Under a settlement with the U.S. Department of Justice and the U.S Environmental Protection Agency (EPA) announced recently, Miami-Dade County in Florida has agreed to invest in major upgrades to its wastewater treatment plants and wastewater collection and transmission systems in order to eliminate sanitary sewer overflows.
The state of Florida and the Florida Department of Environmental Protection (FDEP) are co-plaintiffs with the United States in this action.
Under the terms of the consent decree, Miami-Dade will rehabilitate its wastewater treatment plants and its wastewater collection and transmission system within 15 years. The county will also develop and implement management operation and maintenance programs to help ensure the sewer system is properly operated and maintained in the future. By implementing these measures, Miami-Dade is expected to eliminate sanitary sewer overflows from its wastewater collection and transmission system and achieve compliance with its National Pollutant Discharge Elimination System (NPDES) permits.
“Sewage overflows are a significant problem in the Southeast because of inadequate and aging infrastructure,” said Stan Meiburg, Acting Regional Administrator of EPA’s Southeastern office. “This agreement demonstrates the county’s commitment to address its sewage problems. Eliminating overflows of raw sewage will comply with the Clean Water Act and benefit the Miami-Dade community by providing a cleaner and healthier environment.”

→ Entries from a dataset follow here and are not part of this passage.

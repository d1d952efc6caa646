//! Geometric comparison of a drawing against a reference glyph.
//!
//! Both bitmaps are reduced to the same coarse grid, which keeps the analysis
//! independent of canvas resolution. Three signals come out of the grids:
//!
//! - bounding-box match: proportions and placement of the ink
//! - stroke coverage: how much of the glyph the learner traced
//! - overflow: how much of the learner's ink lies off the glyph

use serde::ser::{Serialize, SerializeStruct, Serializer};

use crate::bitmap::{InkGrid, RasterBitmap};
use crate::types::ShapeConfig;

const COVERAGE_WEIGHT: f32 = 0.5;
const BOUNDING_BOX_WEIGHT: f32 = 0.3;
const OVERFLOW_WEIGHT: f32 = 0.2;

#[derive(Debug, Clone, Copy, PartialEq)]
pub struct ShapeAnalysis {
    pub(crate) bounding_box_match: f32,
    pub(crate) stroke_coverage: f32,
    pub(crate) overflow_penalty: f32,
}

impl ShapeAnalysis {
    /// Compare two grids of the same side.
    ///
    /// # Panics
    /// If the grid sizes differ. Callers sample both bitmaps to one grid size.
    pub fn from_grids(user: &InkGrid, reference: &InkGrid, cfg: &ShapeConfig) -> Self {
        assert_eq!(
            user.size(),
            reference.size(),
            "shape analysis needs grids of identical size"
        );

        Self {
            bounding_box_match: bounding_box_match(user, reference, cfg.reference_ink_threshold),
            stroke_coverage: stroke_coverage(user, reference, cfg),
            overflow_penalty: overflow_penalty(user, reference, cfg),
        }
    }

    pub fn bounding_box_match(&self) -> f32 {
        self.bounding_box_match
    }

    pub fn stroke_coverage(&self) -> f32 {
        self.stroke_coverage
    }

    pub fn overflow_penalty(&self) -> f32 {
        self.overflow_penalty
    }

    pub fn combined_score(&self) -> f32 {
        let overflow_term = (1.0 - 2.0 * self.overflow_penalty).max(0.0);
        let score = COVERAGE_WEIGHT * self.stroke_coverage
            + BOUNDING_BOX_WEIGHT * self.bounding_box_match
            + OVERFLOW_WEIGHT * overflow_term;
        score.clamp(0.0, 1.0)
    }
}

impl Serialize for ShapeAnalysis {
    fn serialize<S: Serializer>(&self, serializer: S) -> Result<S::Ok, S::Error> {
        let mut s = serializer.serialize_struct("ShapeAnalysis", 4)?;
        s.serialize_field("bounding_box_match", &self.bounding_box_match)?;
        s.serialize_field("stroke_coverage", &self.stroke_coverage)?;
        s.serialize_field("overflow_penalty", &self.overflow_penalty)?;
        s.serialize_field("combined_score", &self.combined_score())?;
        s.end()
    }
}

pub fn analyze_shape(
    user: &RasterBitmap,
    reference: &RasterBitmap,
    cfg: &ShapeConfig,
) -> ShapeAnalysis {
    let user_grid = user.sample_grid(cfg.grid_size);
    let reference_grid = reference.sample_grid(cfg.grid_size);
    ShapeAnalysis::from_grids(&user_grid, &reference_grid, cfg)
}

fn bounding_box_match(user: &InkGrid, reference: &InkGrid, threshold: f32) -> f32 {
    let (Some(user_box), Some(ref_box)) = (user.ink_bounds(threshold), reference.ink_bounds(threshold))
    else {
        return 0.0;
    };

    let aspect = (1.0 - 0.5 * (user_box.aspect_ratio() - ref_box.aspect_ratio()).abs()).max(0.0);

    let size = user.size();
    let offset = user_box
        .normalized_center(size)
        .distance(&ref_box.normalized_center(size));
    let position = (1.0 - 2.0 * offset).max(0.0);

    ((aspect + position) / 2.0).clamp(0.0, 1.0)
}

fn stroke_coverage(user: &InkGrid, reference: &InkGrid, cfg: &ShapeConfig) -> f32 {
    let mut reference_ink = 0usize;
    let mut covered = 0usize;
    for (&u, &r) in user.cells().iter().zip(reference.cells()) {
        if r > cfg.reference_ink_threshold {
            reference_ink += 1;
            if u > cfg.user_ink_threshold {
                covered += 1;
            }
        }
    }

    if reference_ink == 0 {
        return 0.0;
    }
    (covered as f32 / reference_ink as f32).clamp(0.0, 1.0)
}

// The reference cell is judged with the loose threshold: faint glyph edges
// are not overflow, and a pixel-perfect trace never overflows.
fn overflow_penalty(user: &InkGrid, reference: &InkGrid, cfg: &ShapeConfig) -> f32 {
    let mut user_ink = 0usize;
    let mut outside = 0usize;
    for (&u, &r) in user.cells().iter().zip(reference.cells()) {
        if u > cfg.user_ink_threshold {
            user_ink += 1;
            if r <= cfg.user_ink_threshold {
                outside += 1;
            }
        }
    }

    if user_ink == 0 {
        return 0.0;
    }
    (outside as f32 / user_ink as f32).clamp(0.0, 1.0)
}

#[cfg(test)]
mod tests {
    use super::*;

    fn rect(size: u32, x0: u32, y0: u32, x1: u32, y1: u32) -> RasterBitmap {
        let mut bmp = RasterBitmap::new(size, size);
        for y in y0..y1 {
            for x in x0..x1 {
                bmp.put_pixel(x, y, 255);
            }
        }
        bmp
    }

    fn approx(a: f32, b: f32) -> bool {
        (a - b).abs() < 1e-5
    }

    #[test]
    fn test_identical_bitmaps_score_perfectly() {
        let cfg = ShapeConfig::default();
        let glyph = rect(200, 60, 30, 140, 170);
        let analysis = analyze_shape(&glyph, &glyph.clone(), &cfg);

        assert_eq!(analysis.stroke_coverage(), 1.0);
        assert_eq!(analysis.overflow_penalty(), 0.0);
        assert_eq!(analysis.bounding_box_match(), 1.0);
        assert_eq!(analysis.combined_score(), 1.0);
    }

    #[test]
    fn test_identical_soft_edged_bitmaps_do_not_overflow() {
        let cfg = ShapeConfig::default();
        let mut glyph = rect(200, 60, 30, 140, 170);
        // a faint halo below the reference threshold but above the user one
        for x in 40..60 {
            for y in 30..170 {
                glyph.put_pixel(x, y, 90);
            }
        }
        let analysis = analyze_shape(&glyph, &glyph.clone(), &cfg);
        assert_eq!(analysis.overflow_penalty(), 0.0);
        assert_eq!(analysis.stroke_coverage(), 1.0);
        assert_eq!(analysis.combined_score(), 1.0);
    }

    #[test]
    fn test_empty_drawing() {
        let cfg = ShapeConfig::default();
        let glyph = rect(200, 60, 30, 140, 170);
        let analysis = analyze_shape(&RasterBitmap::new(200, 200), &glyph, &cfg);

        assert_eq!(analysis.stroke_coverage(), 0.0);
        assert_eq!(analysis.overflow_penalty(), 0.0);
        assert_eq!(analysis.bounding_box_match(), 0.0);
        // only the overflow term contributes
        assert!(approx(analysis.combined_score(), 0.2));
    }

    #[test]
    fn test_empty_reference() {
        let cfg = ShapeConfig::default();
        let drawing = rect(200, 60, 30, 140, 170);
        let analysis = analyze_shape(&drawing, &RasterBitmap::new(200, 200), &cfg);

        assert_eq!(analysis.stroke_coverage(), 0.0);
        assert_eq!(analysis.overflow_penalty(), 1.0);
        assert_eq!(analysis.bounding_box_match(), 0.0);
        assert_eq!(analysis.combined_score(), 0.0);
    }

    #[test]
    fn test_partial_trace() {
        let cfg = ShapeConfig::default();
        // reference: columns 4..16 of a 20 grid; user traced the left half only
        let reference = rect(20, 4, 4, 16, 16);
        let user = rect(20, 4, 4, 10, 16);
        let analysis = analyze_shape(&user, &reference, &cfg);

        assert!(approx(analysis.stroke_coverage(), 0.5));
        assert_eq!(analysis.overflow_penalty(), 0.0);

        // user box 6x12 (0.5), reference 12x12 (1.0); centers 3 cells apart
        let aspect = 1.0 - 0.5 * 0.5;
        let position = 1.0 - 2.0 * 0.15;
        assert!(approx(analysis.bounding_box_match(), (aspect + position) / 2.0));

        let expected = 0.5 * 0.5 + 0.3 * analysis.bounding_box_match() + 0.2;
        assert!(approx(analysis.combined_score(), expected));
    }

    #[test]
    fn test_scribble_outside_glyph() {
        let cfg = ShapeConfig::default();
        let reference = rect(20, 0, 0, 5, 5);
        let user = rect(20, 10, 10, 20, 20);
        let analysis = analyze_shape(&user, &reference, &cfg);

        assert_eq!(analysis.stroke_coverage(), 0.0);
        assert_eq!(analysis.overflow_penalty(), 1.0);
        assert!(analysis.bounding_box_match() >= 0.0);
        assert!(analysis.combined_score() <= 0.3);
    }

    #[test]
    fn test_resolution_independent() {
        let cfg = ShapeConfig::default();
        let small = rect(20, 4, 4, 16, 16);
        let large = rect(400, 80, 80, 320, 320);
        let analysis = analyze_shape(&large, &small, &cfg);
        assert_eq!(analysis.combined_score(), 1.0);
    }

    #[test]
    #[should_panic(expected = "identical size")]
    fn test_grid_size_mismatch_panics() {
        let cfg = ShapeConfig::default();
        let a = InkGrid::from_cells(2, vec![0.0; 4]);
        let b = InkGrid::from_cells(3, vec![0.0; 9]);
        ShapeAnalysis::from_grids(&a, &b, &cfg);
    }

    #[test]
    fn test_metrics_on_hand_built_grids() {
        let cfg = ShapeConfig::default();
        // reference: two solid cells on the top row, one faint edge cell
        let mut reference = vec![0.0; 16];
        reference[0] = 1.0;
        reference[1] = 1.0;
        reference[2] = 0.3;
        // user: hits one glyph cell, the faint edge, and a stray cell
        let mut user = vec![0.0; 16];
        user[0] = 1.0;
        user[1] = 0.1;
        user[2] = 0.6;
        user[15] = 0.4;

        let analysis = ShapeAnalysis::from_grids(
            &InkGrid::from_cells(4, user),
            &InkGrid::from_cells(4, reference),
            &cfg,
        );

        assert!(approx(analysis.stroke_coverage(), 0.5));
        // only the stray cell counts as overflow, the faint edge does not
        assert!(approx(analysis.overflow_penalty(), 1.0 / 3.0));
        // boxes 3x1 vs 2x1, centers an eighth of the grid apart
        assert!(approx(analysis.bounding_box_match(), (0.5 + 0.75) / 2.0));
    }

    #[test]
    fn test_serializes_combined_score() {
        let analysis = ShapeAnalysis {
            bounding_box_match: 1.0,
            stroke_coverage: 1.0,
            overflow_penalty: 0.0,
        };
        let json = serde_json::to_value(analysis).unwrap();
        assert_eq!(json["combined_score"], 1.0);
        assert_eq!(json["overflow_penalty"], 0.0);
    }
}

Between January 2007 and May 2013, Miami-Dade reported 211 sanitary sewer overflows totaling more than 51 million gallons. Such overflows included a number of large volume overflows from ruptured force mains. At least 84 overflows, totaling over 29 million gallons of raw sewage, reached navigable waters of the United States. Miami-Dade’s Central District wastewater treatment plant (WWTP) also experienced several violations of the effluent limits contained in its NPDES permit. EPA also documented numerous operation and maintenance violations at this same WWTP during inspections in September 2011, April 2012 and April 2013.

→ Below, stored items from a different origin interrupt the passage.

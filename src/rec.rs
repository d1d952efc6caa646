//! Text recognition seam.
//!
//! Recognition is an outside capability: the host platform's OCR, an ONNX
//! model, or nothing at all. The engine only ever consumes an optional string.

#[cfg(feature = "onnx")]
use std::fs::File;
#[cfg(feature = "onnx")]
use std::io::{BufRead, BufReader};

#[cfg(feature = "onnx")]
use image::imageops::{self, FilterType};
#[cfg(feature = "onnx")]
use ndarray::{Array3, Array4, Axis, Ix3};

use crate::bitmap::RasterBitmap;
use crate::engine::EngineError;
#[cfg(feature = "onnx")]
use crate::engine::OrtSession;
#[cfg(feature = "onnx")]
use crate::types::RecConfig;

/// Anything that can read text off a rendered drawing.
///
/// `Ok(None)` means nothing was recognized. Errors are reported to the engine,
/// which treats them the same as `Ok(None)`.
pub trait TextRecognizer: Send + Sync {
    fn recognize(&self, bitmap: &RasterBitmap) -> Result<Option<String>, EngineError>;
}

/// No OCR capability on this device.
#[derive(Debug, Clone, Copy, Default)]
pub struct NullRecognizer;

impl TextRecognizer for NullRecognizer {
    fn recognize(&self, _bitmap: &RasterBitmap) -> Result<Option<String>, EngineError> {
        Ok(None)
    }
}

/// Text already recognized by the caller, e.g. the platform's native OCR.
#[derive(Debug, Clone, Default)]
pub struct FixedRecognizer {
    text: Option<String>,
}

impl FixedRecognizer {
    pub fn new(text: Option<String>) -> Self {
        let text = text.filter(|t| !t.trim().is_empty());
        Self { text }
    }
}

impl TextRecognizer for FixedRecognizer {
    fn recognize(&self, _bitmap: &RasterBitmap) -> Result<Option<String>, EngineError> {
        Ok(self.text.clone())
    }
}

#[cfg(feature = "onnx")]
struct CtcDecoder {
    chars: Vec<String>,
}

#[cfg(feature = "onnx")]
impl CtcDecoder {
    fn from_cfg(cfg: &RecConfig, session: &OrtSession) -> Result<Self, EngineError> {
        let mut chars = session.get_character_list("character");

        if chars.is_none() {
            if let Some(path) = &cfg.rec_keys_path {
                let reader = BufReader::new(File::open(path)?);
                let mut list = Vec::new();
                for line in reader.lines() {
                    list.push(line?);
                }
                chars = Some(list);
            }
        }

        let character_list = chars.ok_or_else(|| {
            EngineError::Preprocess("no character list found for recognizer".to_string())
        })?;
        Ok(Self::from_list(character_list))
    }

    fn from_list(mut character_list: Vec<String>) -> Self {
        character_list.push(" ".to_string());
        character_list.insert(0, "blank".to_string());
        Self {
            chars: character_list,
        }
    }

    /// Greedy CTC decode of a single `[1, T, C]` prediction.
    fn decode(&self, preds: &Array3<f32>) -> (String, f32) {
        let Some(batch) = preds.axis_iter(Axis(0)).next() else {
            return (String::new(), 0.0);
        };

        let mut text = String::new();
        let mut confs: Vec<f32> = Vec::new();
        let mut prev: Option<usize> = None;

        for row in batch.axis_iter(Axis(0)) {
            let mut best_idx = 0usize;
            let mut best_val = f32::MIN;
            for (ci, &v) in row.iter().enumerate() {
                if v > best_val {
                    best_val = v;
                    best_idx = ci;
                }
            }

            // blank is index 0; repeats collapse until a different token
            if best_idx != 0 && Some(best_idx) != prev {
                if let Some(ch) = self.chars.get(best_idx) {
                    text.push_str(ch);
                    confs.push(best_val);
                }
            }
            prev = Some(best_idx);
        }

        let mean = if confs.is_empty() {
            0.0
        } else {
            confs.iter().sum::<f32>() / confs.len() as f32
        };
        (text.trim().to_string(), mean)
    }
}

/// CRNN text recognizer running through ONNX Runtime.
#[cfg(feature = "onnx")]
pub struct OnnxRecognizer {
    cfg: RecConfig,
    session: OrtSession,
    decoder: CtcDecoder,
}

#[cfg(feature = "onnx")]
impl OnnxRecognizer {
    pub fn new(cfg: RecConfig) -> Result<Self, EngineError> {
        let session = OrtSession::from_rec_config(&cfg)?;
        let decoder = CtcDecoder::from_cfg(&cfg, &session)?;
        Ok(Self {
            cfg,
            session,
            decoder,
        })
    }

    /// Resize to the model height keeping the aspect ratio, pad right with
    /// background, and normalize to `[-1, 1]` in every channel.
    fn resize_norm_img(&self, bitmap: &RasterBitmap) -> Result<Array3<f32>, EngineError> {
        let [img_c, img_h, img_w] = self.cfg.rec_img_shape;
        let (w, h) = bitmap.dimensions();
        if h == 0 || w == 0 {
            return Err(EngineError::Preprocess("invalid image size".to_string()));
        }

        let ratio = w as f32 / h as f32;
        let resized_w = ((img_h as f32 * ratio).ceil() as usize).clamp(1, img_w);
        let resized = imageops::resize(
            bitmap.as_gray(),
            resized_w as u32,
            img_h as u32,
            FilterType::Triangle,
        );

        let background = if self.cfg.invert { 1.0 } else { -1.0 };
        let mut out = Array3::<f32>::from_elem((img_c, img_h, img_w), background);
        for (x, y, pix) in resized.enumerate_pixels() {
            let mut v = pix[0] as f32 / 255.0;
            if self.cfg.invert {
                v = 1.0 - v;
            }
            for c in 0..img_c {
                out[[c, y as usize, x as usize]] = (v - 0.5) / 0.5;
            }
        }

        Ok(out)
    }
}

#[cfg(feature = "onnx")]
impl TextRecognizer for OnnxRecognizer {
    fn recognize(&self, bitmap: &RasterBitmap) -> Result<Option<String>, EngineError> {
        if !bitmap.has_ink() {
            return Ok(None);
        }

        let norm = self.resize_norm_img(bitmap)?;
        let batch: Array4<f32> = norm.insert_axis(Axis(0));

        let preds: Array3<f32> = self
            .session
            .run(batch)?
            .into_dimensionality::<Ix3>()
            .map_err(|_| EngineError::InvalidInputShape)?;

        let (text, score) = self.decoder.decode(&preds);
        tracing::debug!(text = %text, score, "onnx recognition");

        if text.is_empty() || score < self.cfg.text_score {
            return Ok(None);
        }
        Ok(Some(text))
    }
}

Miami-Dade estimates it will spend approximately $1.6 billion to complete the upgrades required by the consent decree and come into compliance with the Clean Water Act. Under the settlement, Miami-Dade will also pay a civil penalty of $978,100 ($511,800 to be paid to the United States and $466,300 to FDEP) and complete a supplemental environmental project costing $2,047,200.
Miami-Dade’s supplemental environmental project involves the installation of approximately 7,660 linear feet of gravity sewer mains through the Green Technology Corridor, an area that is currently using septic tanks. Businesses in the area have been unable to connect to the sewer system because sewer lines are lacking. Disconnecting industrial users from septic tanks will improve water quality in the Biscayne aquifer and nearby surface waters and prevent future contamination.